Al medio día el calor en la hacienda era insoportable. Los trabajadores metidos en los cañaverales tenían que soportar temperaturas que sobrepasaban los 35 grados No obstante, los peones seguían dándole a la lampa y al pico, picchando hojas de coca para no sentir sed ni hambre, hasta la hora del cocaví, que sus mujeres les preparaban y llevaban hasta el mismo lugar donde laboraban, merienda que consistía en una porción de cancha de maíz, un picante de berros con queso y un poco de leche y unas cuantas papas cortadas en trozos.
Allí, la única forma de darse cuenta del paso del tiempo era viendo desaparecer la sombra de sus cuerpos al ponerse el sol sobre ellos en forma vertical porque ninguno tenía reloj. No era necesario, porque la posición del astro rey era su mejor reloj y el avance de la sombra los segunderos inequívocos de esa natural forma de medir el tiempo.
No obstante, se enteraban de la hora de la merienda cuando se escuchaba el sonido de un pito, parecido al de un tren, y simultáneamente todos dejaban sus herramientas y se iban a buscar la sombra de un molle o de un árbol de tara donde daban cuenta a su franciscano almuerzo y luego descansaban recostados sobre el pasto.

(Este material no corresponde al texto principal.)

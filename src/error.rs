//! Unified error types for the PirLink firmware.
//!
//! A single `Error` enum that the radio and configuration layers convert
//! into, keeping the top-level reporting in `main` uniform.  All variants are `Copy` so
//! they can be passed between tasks and logged without allocation.
//!
//! Only one condition is fatal: the LoRa radio not answering at boot.
//! Everything the radio reports at runtime is transient and is logged by
//! the scheduler, then retried naturally on the next tick.

use core::fmt;

// ---------------------------------------------------------------------------
// Top-level firmware error
// ---------------------------------------------------------------------------

/// Every fallible operation in the firmware funnels into this type.
#[derive(Debug, Clone, Copy, PartialEq, Eq)]
pub enum Error {
    /// The radio transceiver failed.
    Radio(RadioError),
    /// Configuration is invalid or could not be parsed.
    Config(&'static str),
}

impl fmt::Display for Error {
    fn fmt(&self, f: &mut fmt::Formatter<'_>) -> fmt::Result {
        match self {
            Self::Radio(e) => write!(f, "radio: {e}"),
            Self::Config(msg) => write!(f, "config: {msg}"),
        }
    }
}

impl std::error::Error for Error {}

// ---------------------------------------------------------------------------
// Radio errors
// ---------------------------------------------------------------------------

#[derive(Debug, Clone, Copy, PartialEq, Eq)]
pub enum RadioError {
    /// The transceiver did not answer the detection probe.
    NotDetected,
    /// The operation did not complete within its timeout.
    Timeout,
    /// Another task holds the radio (or its lock was poisoned).
    Busy,
    /// The frame exceeds what the transceiver can send in one packet.
    FrameTooLarge,
    /// The underlying bus (UART/SPI) reported an error.
    Io(&'static str),
    /// The transceiver answered with something we do not understand.
    Protocol(&'static str),
}

impl RadioError {
    /// `true` only for the boot-time "device not detected" condition.
    pub const fn is_fatal(self) -> bool {
        matches!(self, Self::NotDetected)
    }
}

impl fmt::Display for RadioError {
    fn fmt(&self, f: &mut fmt::Formatter<'_>) -> fmt::Result {
        match self {
            Self::NotDetected => write!(f, "transceiver not detected"),
            Self::Timeout => write!(f, "timed out"),
            Self::Busy => write!(f, "radio busy"),
            Self::FrameTooLarge => write!(f, "frame too large"),
            Self::Io(msg) => write!(f, "bus error: {msg}"),
            Self::Protocol(msg) => write!(f, "unexpected response: {msg}"),
        }
    }
}

impl std::error::Error for RadioError {}

impl From<RadioError> for Error {
    fn from(e: RadioError) -> Self {
        Self::Radio(e)
    }
}

// ---------------------------------------------------------------------------
// Convenience Result alias
// ---------------------------------------------------------------------------

/// Firmware-wide `Result` alias.
pub type Result<T> = core::result::Result<T, Error>;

Algunos, los que estaban más cerca de la casona, se iban al patio principal de la hacienda para esperar a las vendedoras de menús sentados sobre unos poyos hechos de adobe de barro, adosados a la pared, junto a una pileta de agua y al costado de la puerta principal.
Por órdenes del hacendado, a todos les servían un vaso de chicha de jora, pero el aguardiente y el upi, (la última melaza de la caña de azúca), lo tenían que pagar.
Ruperto y Demetrio, eran los peones más jóvenes y muy amigos. Y mientras esperaban que la vendedora les dejara el refrigerio, porque aún eran soleteros y no tenían quién les prepare sus alimentos, se les ocurrió jugar al tejo para matar el tiempo. En ese momento se apareció en el patio una adolescente linda y sensual que atrajo la mirada de los jóvenes.
–Es la Cata, hija del capataz – Murmuró Ruperto – Pero, ni la mires carajo porque puedes chocar con el dueño de la hacienda
La conversación se interrumpió con la llegada del capataz quien, acompañado de dos peones que cargaban las tinajas de chicha y las botellas de aguardiente, ordenó que empiecen a llenar los caporales y los quintos. Y apenas llegaban a las manos de los trabajadores se lo vaciaban a sus gargantas en un santiamén. A los jóvenes, en lugar del aguardiente les encantaba el upi.
–Patroncito, no nos caería mal una copita de aguardiente para limpiar la miel.
–Cuando cumplan los 18 años, Además, el trago cuesta un sol y tu cuenta Demetrio está subiendo por las compras que has hecho en el almacén – Le advirtió, mientras miraba su libreta de apuntes.
–Si patrón.
Los peones no solamente tenían extensas cuentas por todo lo que consumían en la hacienda. Y, claro, luego de cancelar sus deudas, sus remuneraciones se reducían a centavos. Por eso algunos tenían que trabajar en doble turno para contar con algunos soles que les permita comprarse ropa, ojotas y otros artículos que los huasaq’epes que llegaban de Puno los vendían en los alrededores del mercado de Abancay, haciéndoles una competencia desleal a los mercachifles lugareños..
Por sus deudas, la mayoría de trabajadores casi nunca recibía sus jornales en duro sino en papeles, donde estaban anotadas sus cuentas que, para colmo, no las entendían ni pío porque muchos de ellos no sabían leer. Por eso, cada sábado sentían una gran frustración y miraban con desdén al encargado de hacer los descuentos.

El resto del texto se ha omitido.